* Requirement
The full set of entries below is to be returned unchanged.

* Dataset entries
//! Calculation logic for the payroll engine.
//!
//! This module contains the pure net-pay computation that turns one staff
//! record into a payroll record. It performs no I/O; persistence is the
//! batch runner's job, which keeps the calculator trivially testable.

mod net_pay;

pub use net_pay::compute_payroll;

* Your response
//! Calculation logic for the payroll engine.
//!
//! This module contains the pure net-pay computation that turns one staff
//! record into a payroll record. It performs no I/O; persistence is the
//! batch runner's job, which keeps the calculator trivially testable.

mod net_pay;

pub use net_pay::compute_payroll;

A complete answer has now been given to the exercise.